## Input for this task
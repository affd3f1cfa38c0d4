//! # Tradeflow Core
//!
//! Run execution and event-streaming engine for long-running
//! multi-agent analysis jobs.
//!
//! ## Overview
//!
//! A submission creates a [`run::RunRecord`] in the
//! [`registry::RunRegistry`] and schedules an [`executor`] task for
//! it. The executor drives the external [`pipeline::ReasoningPipeline`]
//! on the blocking pool, routes its callback stream through the
//! [`aggregator::StreamAggregator`] to strip redundant snapshots, and
//! appends the surviving changes to the run's [`bus::EventBus`]. Any
//! number of subscribers attach to the bus at any time and receive the
//! full history followed by live updates until the run terminates.

pub mod aggregator;
pub mod bus;
pub mod error;
pub mod events;
pub mod executor;
pub mod namespace;
pub mod normalize;
pub mod pipeline;
pub mod providers;
pub mod registry;
pub mod run;

pub use bus::EventBus;
pub use error::{Result, RunError};
pub use events::{RunEvent, RunEventKind, StateDelta};
pub use pipeline::{PipelineRequest, PipelineSignal, ReasoningPipeline, ScriptedPipeline};
pub use registry::{RunHandle, RunRegistry};
pub use run::{RunRecord, RunStatus, RunSubmission, RunSummary};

## Problem description
The expected response is the material above given again line by line, from its first line to the line holding "pub mod executor;", inclusive.

## Solution for this problem
repository affd3f1cfa38c0d4
//! # Tradeflow Core
//!
//! Run execution and event-streaming engine for long-running
//! multi-agent analysis jobs.
//!
//! ## Overview
//!
//! A submission creates a [`run::RunRecord`] in the
//! [`registry::RunRegistry`] and schedules an [`executor`] task for
//! it. The executor drives the external [`pipeline::ReasoningPipeline`]
//! on the blocking pool, routes its callback stream through the
//! [`aggregator::StreamAggregator`] to strip redundant snapshots, and
//! appends the surviving changes to the run's [`bus::EventBus`]. Any
//! number of subscribers attach to the bus at any time and receive the
//! full history followed by live updates until the run terminates.

pub mod aggregator;
pub mod bus;
pub mod error;
pub mod events;
pub mod executor;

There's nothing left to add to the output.